2013 (Narrative date)

Sex trafficking exists throughout the United States and across the world. Traffickers use violence, threats, debt bondage and other forms of coercion to compel adults and children to engage in commercial sex acts against their will. According the US Federal Law, any person under the age of 18 years old persuaded into commercial sex is a victim of sex trafficking – no matter if the trafficker uses force, fraud and coercion or not. In many cases of sex trafficking, victims become romantically involved with someone who then forces or manipulates them into prostitution. Young people who run away from home are particularly vulnerable to sexual exploitation by traffickers: the Department of Justice estimates that 293,000 youth are at risk. The National Center for Missing and Exploited Children (NCMEC) estimates that “1 in 5 of the 11,800 runways reported to the National Center for Missing & Exploited Children in 2015 were likely sex trafficking victims.” In 2015, the most reported venues/industries for sex trafficking included commercial-front brothels, hotel/motel-based trafficking, online advertisements with unknown locations, residential brothels, and street-based sex trafficking.

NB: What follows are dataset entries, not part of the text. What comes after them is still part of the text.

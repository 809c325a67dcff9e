//! # Session State Machine
//!
//! Pure model of the client session:
//!
//! ```text
//! SessionState × Event → (SessionState, Vec<Command>)
//! ```
//!
//! The transition never performs I/O. Network calls, store writes, flows and
//! timers are returned as [`Command`]s; the runtime executes them and feeds
//! their results back as new [`Event`]s. Replaying the same events from the
//! same state always yields the same screens and commands.

mod commands;
mod events;
mod handlers;

use std::time::Duration;

use tracing::{debug, info};

pub use commands::{AttemptId, Command, ConnectTarget, FlowKind};
pub use events::{ActionKind, ConnectionMethod, CredentialChoice, Event, UserAction};
pub use handlers::connection::TIMEOUT_MESSAGE;
pub use handlers::exchange::AUTH_REJECTED;
pub use handlers::inbound::SIGNING_UNSUPPORTED;
pub use handlers::{CONNECTED_TOAST, NOT_CONNECTED};

use crate::address::{AddressError, ServerAddress};
use crate::message::PendingInboundRequests;
use crate::request::{OutstandingServerRequest, RequestId};
use crate::screen::Screen;
use crate::toast::{ToastLevel, ToastQueue};

/// Default time a connection attempt may take.
pub const DEFAULT_CONNECT_TIMEOUT: Duration = Duration::from_secs(30);
/// Default toast display time.
pub const DEFAULT_TOAST_DURATION: Duration = Duration::from_millis(3000);

/// Tunables the transitions put into commands.
#[derive(Clone, Copy, Debug, PartialEq, Eq)]
pub struct SessionSettings {
    /// Delay of `ArmConnectTimeout`
    pub connect_timeout: Duration,
    /// Delay of `ScheduleToastExpiry`
    pub toast_duration: Duration,
}

impl Default for SessionSettings {
    fn default() -> Self {
        Self {
            connect_timeout: DEFAULT_CONNECT_TIMEOUT,
            toast_duration: DEFAULT_TOAST_DURATION,
        }
    }
}

/// One connection attempt.
#[derive(Clone, Debug, PartialEq, Eq)]
pub struct ConnectionAttempt {
    /// Id carried by the attempt's completions
    pub id: AttemptId,
    /// What is being connected
    pub target: ConnectTarget,
    /// Completions are applied only while this is set
    pub is_connecting: bool,
    /// The timer fired before a completion
    pub has_timed_out: bool,
    /// Failure text shown on the connecting screen
    pub error: Option<String>,
}

/// Complete session state.
#[derive(Clone, Debug, Default)]
pub struct SessionState {
    screen: Screen,
    /// Request awaiting an inbound reply
    pub outstanding: OutstandingServerRequest,
    /// Peer requests awaiting accept or reject
    pub pending: PendingInboundRequests,
    /// Current or last connection attempt
    pub attempt: Option<ConnectionAttempt>,
    /// Server we are bound to
    pub server_address: Option<ServerAddress>,
    /// Durable application address
    pub application_address: Option<ServerAddress>,
    /// Onboarding is restoring an existing account
    pub restoring: bool,
    /// Show "Connected to server" on the next entry to the hub
    pub connection_success_pending: bool,
    /// Waiting overlay text
    pub overlay: Option<String>,
    /// Visible toasts
    pub toasts: ToastQueue,
    /// Last rejected address input
    pub validation_error: Option<AddressError>,
    /// Tunables
    pub settings: SessionSettings,
    next_request_id: u64,
    next_attempt_id: u64,
}

impl SessionState {
    /// Fresh state on the initialization screen.
    pub fn new() -> Self {
        Self::default()
    }

    /// Fresh state with custom settings.
    pub fn with_settings(settings: SessionSettings) -> Self {
        Self {
            settings,
            ..Self::default()
        }
    }

    /// Current screen.
    pub fn screen(&self) -> &Screen {
        &self.screen
    }

    /// Whether a connection attempt is in flight.
    pub fn is_connecting(&self) -> bool {
        self.attempt.as_ref().is_some_and(|a| a.is_connecting)
    }

    pub(crate) fn navigate(&mut self, to: Screen) {
        if self.screen != to {
            info!(from = %self.screen, to = %to, "screen transition");
        }
        self.validation_error = None;
        self.screen = to;
    }

    pub(crate) fn raise_toast(
        &mut self,
        commands: &mut Vec<Command>,
        message: impl Into<String>,
        level: ToastLevel,
    ) {
        let id = self.toasts.push(message, level);
        commands.push(Command::ScheduleToastExpiry {
            id,
            after: self.settings.toast_duration,
        });
    }

    pub(crate) fn next_request_id(&mut self) -> RequestId {
        self.next_request_id += 1;
        RequestId(self.next_request_id)
    }

    pub(crate) fn next_attempt_id(&mut self) -> AttemptId {
        self.next_attempt_id += 1;
        AttemptId(self.next_attempt_id)
    }

    /// Drop the outstanding request, pending peer requests and the overlay.
    pub(crate) fn abandon_exchange(&mut self) {
        if let Some(kind) = self.outstanding.kind() {
            debug!(%kind, "abandoning outstanding request");
        }
        self.outstanding = OutstandingServerRequest::None;
        self.pending.clear();
        self.overlay = None;
    }
}

/// Pure state transition.
pub fn transition(state: &SessionState, event: Event) -> (SessionState, Vec<Command>) {
    let mut next = state.clone();
    let mut commands = Vec::new();

    match event {
        Event::SdkInitialized {
            application_address,
        } => {
            handlers::onboarding::handle_sdk_initialized(
                &mut next,
                &mut commands,
                application_address,
            );
        }
        Event::AccountSetupFinished {
            resolve_session,
            result,
        } => {
            handlers::onboarding::handle_account_setup_finished(
                &mut next,
                &mut commands,
                resolve_session,
                result,
            );
        }
        Event::SessionResolved {
            registered,
            connection,
        } => {
            handlers::onboarding::determine_next_screen(
                &mut next,
                &mut commands,
                registered,
                connection,
            );
        }
        Event::User(action) => {
            handle_user_action(&mut next, &mut commands, action);
        }
        Event::Inbound(message) => {
            handlers::inbound::handle_inbound_message(&mut next, &mut commands, message);
        }
        Event::Exchange(outcome) => {
            handlers::exchange::handle_exchange_outcome(&mut next, &mut commands, outcome);
        }
        Event::ConnectFinished { attempt, result } => {
            handlers::connection::handle_connect_finished(&mut next, &mut commands, attempt, result);
        }
        Event::ConnectTimedOut { attempt } => {
            handlers::connection::handle_connect_timed_out(&mut next, &mut commands, attempt);
        }
        Event::RequestSent { request, result } => {
            handlers::actions::handle_request_sent(&mut next, &mut commands, request, result);
        }
        Event::FlowFinished { flow, result } => {
            handlers::flows::handle_flow_finished(&mut next, &mut commands, flow, result);
        }
        Event::ToastExpired { id } => {
            next.toasts.dismiss(id);
        }
    }

    (next, commands)
}

/// Route a user action to the handler of the current screen.
fn handle_user_action(state: &mut SessionState, commands: &mut Vec<Command>, action: UserAction) {
    let screen = state.screen().clone();
    match screen {
        Screen::Initialization => handlers::ignore(&screen, &action),
        Screen::RegistrationIntro => {
            handlers::onboarding::handle_registration_intro(state, commands, action);
        }
        Screen::ApplicationAddress => {
            handlers::onboarding::handle_application_address(state, commands, action);
        }
        Screen::RegisterAccount => {
            handlers::onboarding::handle_register_account(state, commands, action);
        }
        Screen::ConnectionSelection => {
            handlers::connection::handle_connection_selection(state, action);
        }
        Screen::ManualConnection => {
            handlers::connection::handle_manual_connection(state, commands, action);
        }
        Screen::QrCodeReader => {
            handlers::connection::handle_qr_code_reader(state, commands, action);
        }
        Screen::ServerConnectionProcessing { server_address } => {
            handlers::connection::handle_connection_processing(
                state,
                commands,
                action,
                server_address,
            );
        }
        Screen::ActionSelection => {
            handlers::actions::handle_action_selection(state, commands, action);
        }
        Screen::VerifyCredential => {
            handlers::actions::handle_verify_selection(state, action);
        }
        Screen::ShareCredential => {
            handlers::actions::handle_share_selection(state, commands, action);
        }
        Screen::VerifyEmailStart
        | Screen::VerifyDocumentStart
        | Screen::GetCustomCredentialStart
        | Screen::BackupStart
        | Screen::RestoreStart => {
            handlers::flows::handle_flow_start(state, commands, action);
        }
        Screen::AuthStart
        | Screen::ShareEmailStart
        | Screen::ShareDocumentStart
        | Screen::ShareCustomStart
        | Screen::DocSignStart => {
            handlers::exchange::handle_exchange_screen(state, action);
        }
        Screen::EmailFlow | Screen::DocumentFlow | Screen::BackupFlow | Screen::RestoreFlow => {
            // The SDK owns these screens until it reports FlowFinished.
            handlers::ignore(&screen, &action);
        }
        Screen::VerifyEmailResult { .. }
        | Screen::VerifyDocumentResult { .. }
        | Screen::GetCustomCredentialResult { .. }
        | Screen::ShareEmailResult { .. }
        | Screen::ShareDocumentResult { .. }
        | Screen::ShareCustomResult { .. }
        | Screen::AuthResult { .. }
        | Screen::DocSignResult { .. }
        | Screen::BackupResult { .. }
        | Screen::RestoreResult { .. } => {
            handlers::flows::handle_result_screen(state, commands, action);
        }
    }
}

Beth was just 16 when she met a man who said he wanted to be her boyfriend. He invited her to a party in a different state, however on the way there Beth was beaten and drugged. On awaking Beth was threatened with a gun, had her identifying documents taken from her and forced to perform commercial sex work.

I was trafficked at sixteen. When I turned eighteen, it was NOT a magic number. No one mailed me a bunch of information about choices I had now that I was of age. If you asked me if I liked it at sixteen, I would have said yes, in fear of my life being snubbed out by my pimp or his counterparts.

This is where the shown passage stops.